Desna settlement hromada (Деснянська селищна громада) is a hromada of Ukraine, located in Chernihiv Raion, Chernihiv Oblast. Its administrative center is the rural settlement of Desna.

It has an area of 710.0 km2 and a population of 10,171, as of 2020.

== Composition ==
The hromada includes 13 settlements: 1 rural settlement (Desna) and 12 villages:

- Bir
- Vypovziv
- Karpylivka
- Koropye
- Kosachivka
- Loshakova Huta
- Lutava
- Morivsk
- Otrokhy
- Rudnya
- Sorokoshichi
- Tuzhar

== Geography ==
The Desna settlement hromada is located in the southwest of Chernihiv Raion. The hromada is located between the Dnipro River (west) and the Desna River (east). The hromada includes part of the Kyiv Reservoir.

Area – 710.0 km^{2}. The territory of the hromada is located within the Dnieper Lowland. The relief of the surface of the district is a lowland plain, sometimes dissected by river valleys.

The climate of Desna settlement hromada is moderately continental, with warm summers and relatively mild winters. The average temperature in January is about -7°C, and in July - +19°C. The average annual precipitation ranges from 550 to 660 mm, with the highest precipitation in the summer period.

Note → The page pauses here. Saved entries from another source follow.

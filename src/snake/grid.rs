//! Toroidal grid arithmetic.
//!
//! Opposite edges of the board are connected, so every coordinate produced by
//! movement or neighbour enumeration goes through [`Grid::wrap`].

use serde::{Deserialize, Serialize};

/// Cardinal direction for snake movement.
#[derive(Debug, Clone, Copy, PartialEq, Eq, Hash, Serialize, Deserialize)]
pub enum Direction {
    Up,
    Down,
    Left,
    Right,
}

impl Direction {
    /// Neighbour enumeration order used by pathfinding and the safety probe.
    pub const SEARCH_ORDER: [Direction; 4] = [
        Direction::Right,
        Direction::Left,
        Direction::Down,
        Direction::Up,
    ];

    /// Returns the opposite direction.
    pub fn opposite(&self) -> Self {
        match self {
            Self::Up => Self::Down,
            Self::Down => Self::Up,
            Self::Left => Self::Right,
            Self::Right => Self::Left,
        }
    }

    /// Returns the (dx, dy) delta for this direction.
    pub fn delta(&self) -> (i16, i16) {
        match self {
            Self::Up => (0, -1),
            Self::Down => (0, 1),
            Self::Left => (-1, 0),
            Self::Right => (1, 0),
        }
    }

    /// Inverse of [`Direction::delta`]. Anything that is not a unit step
    /// along exactly one axis yields `None`.
    pub fn from_delta(dx: i16, dy: i16) -> Option<Self> {
        match (dx, dy) {
            (0, -1) => Some(Self::Up),
            (0, 1) => Some(Self::Down),
            (-1, 0) => Some(Self::Left),
            (1, 0) => Some(Self::Right),
            _ => None,
        }
    }

    pub fn name(&self) -> &'static str {
        match self {
            Self::Up => "up",
            Self::Down => "down",
            Self::Left => "left",
            Self::Right => "right",
        }
    }
}

/// A cell on the board.
#[derive(Debug, Clone, Copy, PartialEq, Eq, Hash, Serialize, Deserialize)]
pub struct Position {
    pub x: i16,
    pub y: i16,
}

impl Position {
    pub const fn new(x: i16, y: i16) -> Self {
        Self { x, y }
    }
}

impl From<(i16, i16)> for Position {
    fn from((x, y): (i16, i16)) -> Self {
        Self { x, y }
    }
}

/// Square toroidal board of `tile_count` cells per side.
#[derive(Debug, Clone, Copy, PartialEq, Eq)]
pub struct Grid {
    pub tile_count: i16,
}

impl Grid {
    pub fn new(tile_count: i16) -> Self {
        Self { tile_count }
    }

    /// Map any coordinate into `[0, tile_count)`.
    pub fn wrap(&self, coordinate: i16) -> i16 {
        coordinate.rem_euclid(self.tile_count)
    }

    pub fn wrap_position(&self, pos: Position) -> Position {
        Position {
            x: self.wrap(pos.x),
            y: self.wrap(pos.y),
        }
    }

    /// The cell one step from `pos` in `dir`, wrapped.
    pub fn step(&self, pos: Position, dir: Direction) -> Position {
        let (dx, dy) = dir.delta();
        self.wrap_position(Position {
            x: pos.x + dx,
            y: pos.y + dy,
        })
    }

    /// The four wrapped neighbours of `pos` in [`Direction::SEARCH_ORDER`].
    pub fn neighbors(&self, pos: Position) -> [Position; 4] {
        Direction::SEARCH_ORDER.map(|dir| self.step(pos, dir))
    }

    /// Signed shortest displacement from `from` to `to` along one axis.
    ///
    /// The direct delta is replaced by the wrap-around delta when it is longer
    /// than half the board.
    pub fn axis_delta(&self, from: i16, to: i16) -> i16 {
        let mut delta = self.wrap(to - from);
        if delta > self.tile_count / 2 {
            delta -= self.tile_count;
        }
        delta
    }

    /// Unsigned per-axis distance on the torus.
    pub fn axis_distance(&self, from: i16, to: i16) -> i16 {
        self.axis_delta(from, to).abs()
    }

    /// Manhattan distance on the torus.
    pub fn distance(&self, a: Position, b: Position) -> i16 {
        self.axis_distance(a.x, b.x) + self.axis_distance(a.y, b.y)
    }

    pub fn cell_count(&self) -> usize {
        self.tile_count as usize * self.tile_count as usize
    }

    /// Row-major index of an in-range position.
    pub fn index(&self, pos: Position) -> usize {
        pos.y as usize * self.tile_count as usize + pos.x as usize
    }

    /// Every cell on the board, row by row.
    pub fn cells(&self) -> impl Iterator<Item = Position> + '_ {
        (0..self.tile_count)
            .flat_map(move |y| (0..self.tile_count).map(move |x| Position { x, y }))
    }
}

#[cfg(test)]
mod tests {
    use super::*;

    #[test]
    fn test_wrap_into_range() {
        let grid = Grid::new(20);
        assert_eq!(grid.wrap(0), 0);
        assert_eq!(grid.wrap(19), 19);
        assert_eq!(grid.wrap(20), 0);
        assert_eq!(grid.wrap(-1), 19);
        assert_eq!(grid.wrap(-21), 19);
        assert_eq!(grid.wrap(45), 5);
    }

    #[test]
    fn test_wrap_is_idempotent() {
        let grid = Grid::new(20);
        for c in -60..60 {
            assert_eq!(grid.wrap(grid.wrap(c)), grid.wrap(c));
        }
    }

    #[test]
    fn test_step_wraps_every_edge() {
        let grid = Grid::new(20);
        assert_eq!(grid.step(Position::new(19, 5), Direction::Right), Position::new(0, 5));
        assert_eq!(grid.step(Position::new(0, 5), Direction::Left), Position::new(19, 5));
        assert_eq!(grid.step(Position::new(5, 0), Direction::Up), Position::new(5, 19));
        assert_eq!(grid.step(Position::new(5, 19), Direction::Down), Position::new(5, 0));
    }

    #[test]
    fn test_neighbors_order() {
        let grid = Grid::new(20);
        let n = grid.neighbors(Position::new(0, 0));
        assert_eq!(
            n,
            [
                Position::new(1, 0),
                Position::new(19, 0),
                Position::new(0, 1),
                Position::new(0, 19),
            ]
        );
    }

    #[test]
    fn test_axis_delta_prefers_wraparound() {
        let grid = Grid::new(20);
        assert_eq!(grid.axis_delta(2, 5), 3);
        assert_eq!(grid.axis_delta(5, 2), -3);
        // 1 -> 18 is 17 cells directly but 3 cells the other way
        assert_eq!(grid.axis_delta(1, 18), -3);
        assert_eq!(grid.axis_delta(18, 1), 3);
        // Exactly half the board keeps the direct positive delta
        assert_eq!(grid.axis_delta(0, 10), 10);
    }

    #[test]
    fn test_distance() {
        let grid = Grid::new(20);
        assert_eq!(grid.distance(Position::new(0, 0), Position::new(19, 19)), 2);
        assert_eq!(grid.distance(Position::new(10, 10), Position::new(15, 15)), 10);
    }

    #[test]
    fn test_direction_opposite() {
        assert_eq!(Direction::Up.opposite(), Direction::Down);
        assert_eq!(Direction::Down.opposite(), Direction::Up);
        assert_eq!(Direction::Left.opposite(), Direction::Right);
        assert_eq!(Direction::Right.opposite(), Direction::Left);
    }

    #[test]
    fn test_direction_delta_roundtrip() {
        for dir in Direction::SEARCH_ORDER {
            let (dx, dy) = dir.delta();
            assert_eq!(Direction::from_delta(dx, dy), Some(dir));
        }
        assert_eq!(Direction::from_delta(0, 0), None);
        assert_eq!(Direction::from_delta(1, 1), None);
    }

    #[test]
    fn test_cells_cover_board() {
        let grid = Grid::new(5);
        let cells: Vec<Position> = grid.cells().collect();
        assert_eq!(cells.len(), grid.cell_count());
        assert_eq!(cells[0], Position::new(0, 0));
        assert_eq!(grid.index(cells[7]), 7);
    }
}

The most common are sod-podzolic and meadow soils. The Desna settlement hromada is located in the natural zone of mixed forests, in Polissya. The main species in the forests are pine, oak, alder, ash, birch. Minerals – loam, peat, sand.

On the territory of the Desnyansk territorial community there is a hydrological natural monument of national importance "Holy Lake", an area of 70 hectares, and the Mizhrichynskyi Regional Landscape Park, an area of 78.3 thousand hectares.